Well, first of all, the first act. Something as simple as converting a Cops-type reality show into one featuring centipede monsters who can blur their faces manages to get not just a few good jokes, but a fine reminder of Bender’s own criminality (Leela thought they were watching because Bender would be on this week). Their subsequent trip to Past-O-Rama (located on the former site of Brooklyn) gives us a good few minutes of one of my favorite Futurama tropes: how completely horribly the future will remember our time, just as we almost certainly have wildly inaccurate impressions of past eras.
From Einstein and Hammurabi disco-dancing, to primitive cave-robots assembling cars, to Fry educating Bender and Leela about the many places you could sleep and/or defecate in old New York, it’s a solid series of gags. In fact, one of my favorite jokes of the entire series crops up here… Though since no one else ever knows what I’m talking about, it’s of limited utility. A tour guide points to an “ancient and mysterious tablet which has yet to be deciphered”, which is, of course, a not-very-exaggerated New York City parking rules sign. Leela asks Fry if he knows what it means, to which he replies, “Yeah, I asked a cop once. It means "Up yours, kid.”
Which is, to my mind, what almost every parking sign in this city is actually saying.
An accident with a stand-in AMC Gremlin introduces us to a bending robot named Flexo, who looks identical to Bender, except for a stylish “Evil Spock” beard. The plot, such as it is, is largely just a device to get us to an extended “confused identities” scenario with Bender and Flexo, and the creators on the commentary for this episode basically cop to this. That doesn’t mean it’s a bad episode at all, though learning that did reconfirm my conviction in the relative weakness of this story, which basically boils down to: Planet Express is hired to deliver a tiara and its priceless (well, $150,000) atom of Jumbonium to the Miss Universe Pageant, while keeping it safe from Space Banditos. Flexo, whom Fry has developed a strong dislike of, is hired as extra security, the tiara is stolen, everyone suspects Flexo, it turns out it was Bender, and an exceedingly grumpy Bob Barker sends Flexo to jail because he “looks like the guy.”

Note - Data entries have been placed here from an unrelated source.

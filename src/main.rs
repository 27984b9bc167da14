use clap::Parser;
use gauge_site::{CliArgs, LoggingConfig, ServerConfig, init_logging, run_server};

#[tokio::main]
async fn main() -> anyhow::Result<()> {
    let _guard = init_logging(LoggingConfig::from_env())?;

    let cli = CliArgs::parse();
    let config = ServerConfig::from_args(cli)?;
    tracing::debug!(?config, "configuration loaded");

    run_server(config).await
}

It’s a perfectly serviceable and humorous sitcom plot, and the jokes mostly land well. But this episode falls in the middle of the curve (and yes, I’ll do a C+/B- curve, I’m not totally heartless) because there’s nothing else going for it, in a series that’s already shown itself capable of reaching for far more original jokes and more resonant plotting.
Grade: B-
This Week’s Opening Title Subtitle:
The show that watches back!
This Week In Futurama Signage:
Contestants May Not Exceed More Than 50% Implant
Stray Observations:
- ”Nah, this week I'm on Caught On Tape 3 'cause of what I did in the coffee pot.”
- “Hey, my girlfriend had one of those! Actually, it wasn't hers, it was her dad's. Actually, she wasn't my girlfriend. She just lived next door and never closed her curtains.”

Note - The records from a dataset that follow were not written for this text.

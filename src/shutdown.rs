//! Graceful shutdown coordination.
//!
//! On SIGINT or SIGTERM the coordinator cancels its token, which stops the
//! HTTP server from accepting connections and ends background tasks. In-flight
//! requests get until the configured timeout; the post store is flushed last.

use anyhow::{Context, Result};
use std::sync::Arc;
use std::time::Duration;
use tokio::time::timeout;
use tokio_util::sync::CancellationToken;
use tracing::{info, warn};

use crate::state::AppState;

pub struct ShutdownCoordinator {
    token: CancellationToken,
    timeout: Duration,
}

impl ShutdownCoordinator {
    pub fn new(timeout: Duration) -> Self {
        Self {
            token: CancellationToken::new(),
            timeout,
        }
    }

    /// Token cancelled when shutdown starts.
    pub fn token(&self) -> CancellationToken {
        self.token.clone()
    }

    pub fn timeout(&self) -> Duration {
        self.timeout
    }

    pub fn is_shutdown_initiated(&self) -> bool {
        self.token.is_cancelled()
    }

    /// Starts shutdown without waiting for a signal.
    pub fn trigger(&self) {
        self.token.cancel();
    }

    /// Waits for SIGINT or SIGTERM, then cancels the token.
    ///
    /// Also returns if the token is cancelled by someone else.
    pub async fn wait_for_signal(&self) {
        let ctrl_c = async {
            if let Err(error) = tokio::signal::ctrl_c().await {
                warn!(%error, "failed to listen for Ctrl+C");
                std::future::pending::<()>().await;
            }
        };

        #[cfg(unix)]
        let terminate = async {
            match tokio::signal::unix::signal(tokio::signal::unix::SignalKind::terminate()) {
                Ok(mut signal) => {
                    signal.recv().await;
                }
                Err(error) => {
                    warn!(%error, "failed to listen for SIGTERM");
                    std::future::pending::<()>().await;
                }
            }
        };

        #[cfg(not(unix))]
        let terminate = std::future::pending::<()>();

        tokio::select! {
            _ = ctrl_c => info!("received SIGINT (Ctrl+C), initiating graceful shutdown"),
            _ = terminate => info!("received SIGTERM, initiating graceful shutdown"),
            _ = self.token.cancelled() => {}
        }
        self.token.cancel();
    }

    /// Waits for `server` to drain within the timeout, then flushes state.
    ///
    /// Requests still running `timeout` after cancellation are abandoned.
    pub async fn drain<F>(&self, server: F, state: &Arc<AppState>) -> Result<()>
    where
        F: std::future::Future<Output = std::io::Result<()>>,
    {
        tokio::pin!(server);
        let deadline = async {
            self.token.cancelled().await;
            tokio::time::sleep(self.timeout).await;
        };

        tokio::select! {
            result = &mut server => {
                self.token.cancel();
                result.context("HTTP server failed")?;
            }
            _ = deadline => {
                warn!(
                    timeout_secs = self.timeout.as_secs(),
                    "in-flight requests did not finish before the shutdown timeout"
                );
            }
        }

        match timeout(self.timeout, state.posts().flush()).await {
            Ok(Ok(())) => info!("post store flushed"),
            Ok(Err(error)) => warn!(%error, "failed to flush post store during shutdown"),
            Err(_) => warn!(
                timeout_secs = self.timeout.as_secs(),
                "post store flush timed out"
            ),
        }
        info!("graceful shutdown completed");
        Ok(())
    }
}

- Ass whiplash should totally be a thing.
- The creators were disappointed that “rage dump” never took off as a phrase.
- “No one in New York drove. There was too much traffic.” (cue rim shot)
- “I don't like this place. It's 120 degrees and there's very little oxygen.” - oh Fry, quit whinin’!
- I love the Professor’s increasingly apparently immodesty, inviting the crew to a private exhibition in his bed, and then decamping to the bath when Leela feels uncomfortable.